The other useful definition of time is your personal version. Your view of your day to day life is entirely unique, and is created by you according to your character and environment. Yes, your day is dictated to by grand designs such as day and night and by smaller designs such as work tasks you need to do – but every second you exist, you are making personal choices that affect the quality of your life.

What type of decision-maker are you?

Philip Zimbardo’s interesting TED talk about the psychology of time places people into three categories.
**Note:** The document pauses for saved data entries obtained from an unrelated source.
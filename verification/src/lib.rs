//! Community issue verification engine.
//!
//! - **Intake** validates reports and resolves severity defaults.
//! - **Vote ledger** checks eligibility and commits each vote atomically with
//!   its tally update and any status transition.
//! - **State machine** decides verification and authority-driven progress.
//! - **Scheduler** reposts, re-escalates or expires issues whose window ran out.
//!
//! Persistence, time, change fan-out and authority notification are injected
//! as collaborators through [`Collaborators`].

pub mod engine;
pub mod error;
pub mod intake;
pub mod ledger;
pub mod notifier;
pub mod query;
pub mod scheduler;
pub mod state;

pub use engine::{Collaborators, IssueEngine, STAT_NAMES};
pub use error::EngineError;
pub use intake::{NewIssue, ValidatedIssue};
pub use ledger::VoteAccepted;
pub use notifier::LogNotifier;
pub use query::{IssueQuery, TallyAudit};
pub use scheduler::TickReport;
pub use state::{Transition, VerificationStateMachine};
//! The vote ledger: eligibility checks and the atomic vote commit.

use crate::engine::IssueEngine;
use crate::error::EngineError;
use crate::state::Transition;
use civic_fanout::IssueChange;
use civic_store::StoreError;
use civic_types::{Coordinates, Issue, IssueId, IssueStatus, VoteRecord, VoterId};
use tracing::debug;

/// Outcome of an accepted vote.
#[derive(Clone, Debug)]
pub struct VoteAccepted {
    /// The issue as committed, tally and status included.
    pub issue: Issue,
    pub vote: VoteRecord,
    /// Set when this vote moved the issue to a new status.
    pub transition: Option<Transition>,
}

impl IssueEngine {
    /// Record one community vote.
    ///
    /// The duplicate check, tally update, status transition and vote append
    /// commit as a single store write. Lost races are re-read and retried.
    pub fn cast_vote(
        &self,
        voter: &VoterId,
        id: &IssueId,
        in_favor: bool,
        location: Coordinates,
    ) -> Result<VoteAccepted, EngineError> {
        let result = self.try_cast_vote(voter, id, in_favor, location);
        match &result {
            Ok(accepted) => self.after_vote_committed(accepted),
            Err(e) => {
                self.stats.increment("votes_rejected");
                debug!(issue = %id, voter = %voter, error = %e, "vote rejected");
            }
        }
        result
    }

    fn try_cast_vote(
        &self,
        voter: &VoterId,
        id: &IssueId,
        in_favor: bool,
        location: Coordinates,
    ) -> Result<VoteAccepted, EngineError> {
        if !voter.is_authenticated() {
            return Err(EngineError::NotAuthenticated);
        }
        if !location.is_valid() {
            return Err(EngineError::InvalidLocation(location));
        }

        self.retry_on_conflict(*id, || {
            let current = self.store.get_issue(id)?;
            if !current.status.accepts_votes() {
                return Err(EngineError::IssueClosed {
                    issue: *id,
                    status: current.status,
                });
            }
            if self.store.has_voted(id, voter)? {
                return Err(EngineError::AlreadyVoted {
                    issue: *id,
                    voter: voter.clone(),
                });
            }
            if current.reporter == *voter && !self.params.allow_reporter_vote {
                return Err(EngineError::SelfVote);
            }

            let reach = civic_geofence::evaluate(&current.origin, current.radius_meters, &location)?;
            if !reach.is_eligible() {
                return Err(EngineError::OutOfRange {
                    distance_meters: reach.distance_meters,
                    radius_meters: reach.radius_meters,
                });
            }

            let now = self.clock.now();
            let vote = VoteRecord {
                issue: *id,
                voter: voter.clone(),
                in_favor,
                location,
                cast_at: now,
            };

            let mut next = current.clone();
            if in_favor {
                next.yes_votes += 1;
            } else {
                next.no_votes += 1;
            }
            next.updated_at = now;
            let transition = self.state_machine().after_vote(&next, &vote);
            if let Some(t) = transition {
                next.status = t.to;
                if t.to == IssueStatus::Verified {
                    // Authorities get a fresh window to acknowledge.
                    next.expires_at = now.plus_secs(self.params.profile(next.severity).window_secs);
                    next.escalation_count = 1;
                }
            }

            let issue = self
                .store
                .append_vote(&vote, current.revision, &next)
                .map_err(|e| match e {
                    StoreError::Duplicate(_) => EngineError::AlreadyVoted {
                        issue: *id,
                        voter: voter.clone(),
                    },
                    other => other.into(),
                })?;
            Ok(VoteAccepted {
                issue,
                vote,
                transition,
            })
        })
    }

    fn after_vote_committed(&self, accepted: &VoteAccepted) {
        let issue = &accepted.issue;
        self.stats.increment("votes_accepted");
        debug!(
            issue = %issue.id,
            voter = %accepted.vote.voter,
            in_favor = accepted.vote.in_favor,
            yes = issue.yes_votes,
            no = issue.no_votes,
            progress = issue.progress_percent(),
            "vote accepted"
        );
        self.publish(IssueChange::updated(issue.clone()));
        if let Some(t) = &accepted.transition {
            self.log_transition(issue, t);
            if let Some(reason) = t.escalation(issue.severity) {
                self.escalate(issue, reason);
            }
        }
    }
}
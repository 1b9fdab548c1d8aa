//! Persistence contract for the issue verification engine.
//!
//! The engine's correctness rests on three operations being atomic with
//! respect to each other for the same issue:
//! - conditional vote insert enforcing one vote per (issue, voter),
//! - read-modify-write of the issue (tallies, status, expiry, radius),
//! - the query for issues whose expiry has passed.
//!
//! Every backend implements [`IssueStore`]; the rest of the workspace depends
//! only on the trait. [`MemoryStore`] is the in-process implementation.

pub mod error;
pub mod issue;
pub mod memory;
pub mod snapshot;

pub use error::StoreError;
pub use issue::IssueStore;
pub use memory::MemoryStore;
pub use snapshot::StoreSnapshot;
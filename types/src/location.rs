//! Geographic coordinates.

use serde::{Deserialize, Serialize};
use std::fmt;

/// A point on the Earth's surface in signed decimal degrees.
#[derive(Clone, Copy, Debug, PartialEq, Serialize, Deserialize)]
pub struct Coordinates {
    pub latitude: f64,
    pub longitude: f64,
}

impl Coordinates {
    pub fn new(latitude: f64, longitude: f64) -> Self {
        Self {
            latitude,
            longitude,
        }
    }

    /// Latitude within [-90, 90] and longitude within [-180, 180].
    ///
    /// NaN and infinities are never valid.
    pub fn is_valid(&self) -> bool {
        self.latitude.is_finite()
            && self.longitude.is_finite()
            && (-90.0..=90.0).contains(&self.latitude)
            && (-180.0..=180.0).contains(&self.longitude)
    }
}

impl fmt::Display for Coordinates {
    fn fmt(&self, f: &mut fmt::Formatter<'_>) -> fmt::Result {
        write!(f, "({:.6}, {:.6})", self.latitude, self.longitude)
    }
}
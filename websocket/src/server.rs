//! WebSocket server implementation.
//!
//! Accepts WebSocket connections at `/ws`. A connection's first subscribe
//! request registers one fan-out subscription and spawns the forwarder task
//! that relays it to the client; later requests widen or narrow that same
//! subscription. Per-issue ordering holds for the whole connection because a
//! single forwarder drains a single ordered channel.

use axum::{
    extract::ws::{Message, WebSocket, WebSocketUpgrade},
    extract::State,
    response::IntoResponse,
    routing::get,
    Router,
};
use civic_fanout::{ChangeFanout, Subscription};
use futures_util::stream::SplitSink;
use futures_util::{SinkExt, StreamExt};
use std::future::Future;
use std::sync::Arc;
use thiserror::Error;
use tokio::sync::Mutex;
use tracing::{debug, info, warn};

use crate::subscriptions::{scope_of, ClientMessage, ClientSubscriptions, ServerMessage};

type WsSender = Arc<Mutex<SplitSink<WebSocket, Message>>>;

#[derive(Debug, Error)]
pub enum WsError {
    #[error("failed to bind {addr}: {source}")]
    Bind {
        addr: String,
        source: std::io::Error,
    },
    #[error("server error: {0}")]
    Serve(#[from] std::io::Error),
}

/// Shared state for the WebSocket server.
#[derive(Clone)]
pub struct WsState {
    pub fanout: ChangeFanout,
}

/// The WebSocket server, configured with a port and shared state.
pub struct WebSocketServer {
    pub port: u16,
    pub state: WsState,
}

impl WebSocketServer {
    pub fn new(port: u16, fanout: ChangeFanout) -> Self {
        Self {
            port,
            state: WsState { fanout },
        }
    }

    pub fn router(&self) -> Router {
        Router::new()
            .route("/ws", get(ws_handler))
            .with_state(self.state.clone())
    }

    /// Serve until `shutdown` resolves.
    pub async fn start(self, shutdown: impl Future<Output = ()> + Send + 'static) -> Result<(), WsError> {
        let addr = format!("0.0.0.0:{}", self.port);
        let listener = tokio::net::TcpListener::bind(&addr)
            .await
            .map_err(|source| WsError::Bind {
                addr: addr.clone(),
                source,
            })?;
        info!(%addr, "WebSocket server listening");
        axum::serve(listener, self.router())
            .with_graceful_shutdown(shutdown)
            .await?;
        Ok(())
    }
}

/// Axum handler that upgrades an HTTP request to a WebSocket connection.
async fn ws_handler(ws: WebSocketUpgrade, State(state): State<WsState>) -> impl IntoResponse {
    ws.on_upgrade(move |socket| handle_socket(socket, state))
}

/// Serialize and send one message. Returns `false` once the client is gone.
async fn send_message(sender: &WsSender, msg: &ServerMessage) -> bool {
    let text = match serde_json::to_string(msg) {
        Ok(text) => text,
        Err(e) => {
            warn!(error = %e, "failed to encode server message");
            return true;
        }
    };
    sender.lock().await.send(Message::Text(text)).await.is_ok()
}

/// Handle a single WebSocket connection.
///
/// The flow:
/// 1. Split the socket into sender and receiver halves.
/// 2. Listen for client messages (subscribe, unsubscribe, ping).
/// 3. On the first subscribe, spawn the forwarder task that owns the
///    connection's fan-out subscription; later requests adjust its scopes.
/// 4. Abort the forwarder when the client disconnects, releasing the
///    subscription.
async fn handle_socket(socket: WebSocket, state: WsState) {
    let (ws_sender, mut ws_receiver) = socket.split();
    let ws_sender: WsSender = Arc::new(Mutex::new(ws_sender));
    let mut client_subs = ClientSubscriptions::new();

    debug!("websocket client connected");

    while let Some(msg_result) = ws_receiver.next().await {
        let msg = match msg_result {
            Ok(msg) => msg,
            Err(e) => {
                warn!(error = %e, "websocket receive error");
                break;
            }
        };

        match msg {
            Message::Text(text) => {
                if !handle_text_message(&text, &state, &mut client_subs, &ws_sender).await {
                    break;
                }
            }
            Message::Close(_) => {
                debug!("client sent close frame");
                break;
            }
            Message::Ping(data) => {
                let _ = ws_sender.lock().await.send(Message::Pong(data)).await;
            }
            _ => {}
        }
    }

    let held = client_subs.len();
    client_subs.clear();
    debug!(released = held, "websocket client disconnected");
}

/// Process a text message from the client. Returns `false` if the client can
/// no longer be written to.
async fn handle_text_message(
    text: &str,
    state: &WsState,
    client_subs: &mut ClientSubscriptions,
    ws_sender: &WsSender,
) -> bool {
    let client_msg: ClientMessage = match serde_json::from_str(text) {
        Ok(msg) => msg,
        Err(e) => {
            let error = ServerMessage::Error {
                message: format!("invalid message: {e}"),
            };
            return send_message(ws_sender, &error).await;
        }
    };

    match client_msg {
        ClientMessage::Subscribe { issue } => {
            let scope = scope_of(issue);
            let sender = ws_sender.clone();
            let added = client_subs.add(&state.fanout, scope, |subscription| {
                tokio::spawn(forward_changes(subscription, sender))
            });
            debug!(%scope, added, "client subscribed");

            let ack = ServerMessage::Ack {
                action: "subscribe".to_string(),
                issue,
            };
            send_message(ws_sender, &ack).await
        }
        ClientMessage::Unsubscribe { issue } => {
            let scope = scope_of(issue);
            let reply = if client_subs.remove(&state.fanout, &scope) {
                debug!(%scope, "client unsubscribed");
                ServerMessage::Ack {
                    action: "unsubscribe".to_string(),
                    issue,
                }
            } else {
                ServerMessage::Error {
                    message: format!("not subscribed to {scope}"),
                }
            };
            send_message(ws_sender, &reply).await
        }
        ClientMessage::Ping => send_message(ws_sender, &ServerMessage::Pong).await,
    }
}

/// Forwarder task: relays the connection's subscription to the client until
/// either side goes away.
async fn forward_changes(mut subscription: Subscription, ws_sender: WsSender) {
    while let Some(change) = subscription.recv().await {
        if !send_message(&ws_sender, &ServerMessage::from(change)).await {
            break;
        }
    }
    debug!(subscription = ?subscription.id(), "forwarder finished");
}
He suggests that every decision we make is affected by the category we sit in.

Past dwellers make decisions based on past experience, such as “I would eat this doughnut but last time it made me feel guilty, so I won’t.”

Present dwellers live in the now, making decisions based on the moment – “sod it, I love doughnuts [nom nom nom].”

Future dwellers anticipate consequences and act as a result. “I like doughnuts but this will make me fat whereas I want to be slim”. This attitude is a goal-scorer and is often adopted by high-achievers. The negative side is that sacrifices often get made along the way, such as sacrificing family time for success.

Zimbardo suggests that this time perspective influences every decision you make, and, although we’re prone to adopting just one view, we should aspire to adopting all three and creating an ‘optimum mix’. Balance your ambition with spontaneity and fun. Balance your fun with the benefit of experience. It’s definitely food for thought.

Are you a white rabbit?

The Duchess! The Duchess! Oh my dear paws! Oh my fur and whiskers! She’ll have me executed as sure as ferrets are ferrets!

If you regularly say “I don’t have time”, “there aren’t enough hours in the day” or “where does the time go?” then you’re a white rabbit.

Oh! The Duchess, the Duchess! Oh! Won’t she be savage if I’ve kept her waiting!

If you’re a white rabbit, consider the idea that you might be thinking incorrectly about time. Take a moment to digest that there is no such thing as ‘clock time’ – just real time.

Oh dear! Oh dear! I shall be too late!

It’s not morbid to consider our mortality. David Bowie had around 3,588 weeks, Marilyn Monroe had 13,104 days, Anne Frank had 139,776 hours. We don’t know how many units of time measurement we’ll have, but we do know there’s a finite number, and we possess the ability to shape them. Lesson? Don’t rush from event to event. Learn to respect time.

Practical time management advice to make your life easier

Let’s not finish with death [insert appreciative applause] but let’s get practical instead. How can we manage our work time in a way that nudges us towards an appreciative life? There is no right way, it’s entirely personal of course – but if you’re keen to smell the roses, give these a try:

  1. Write lists. Don’t store your to-do list in your head, it encourages tension. Liberate headspace and write it down.
  2. Use reminders. Technology is great for alerts but set reminders for nice things too. “Stand up. It’s time to go and feed the ducks for 30 mins”. There you go, your stress level just reduced and you made a duck happy.
  3. Focus on one thing at a time. If nature had meant us to multitask, she would have given us [insert another hilarious quip here]. On a serious note, if you allocate time to tasks, you’re more likely to do them. Delegate if you want to – nobody’s going to die.
  4. Eliminate time wasters. Write down the things that regularly waste your time. Stick that list up on the wall and you’ll tolerate them less. Look, you just ignored the phone and the earth is still turning. Not only that, but stuff is getting done.
  5. Visualise. This might be a bit ooky-ikey for some, but if you have a big task, project or chunk of work that is intimidating you, try to visualise your ideal outcome for a couple of minutes before you sit down to do it. This strategy helps you focus and will physically gear your little grey cells for action.

Remember that in your life, you make the decisions. When it comes to time, it’s yours alone – and only exists between your ears. Time to stop reading and start doing. That might just mean feeding the ducks.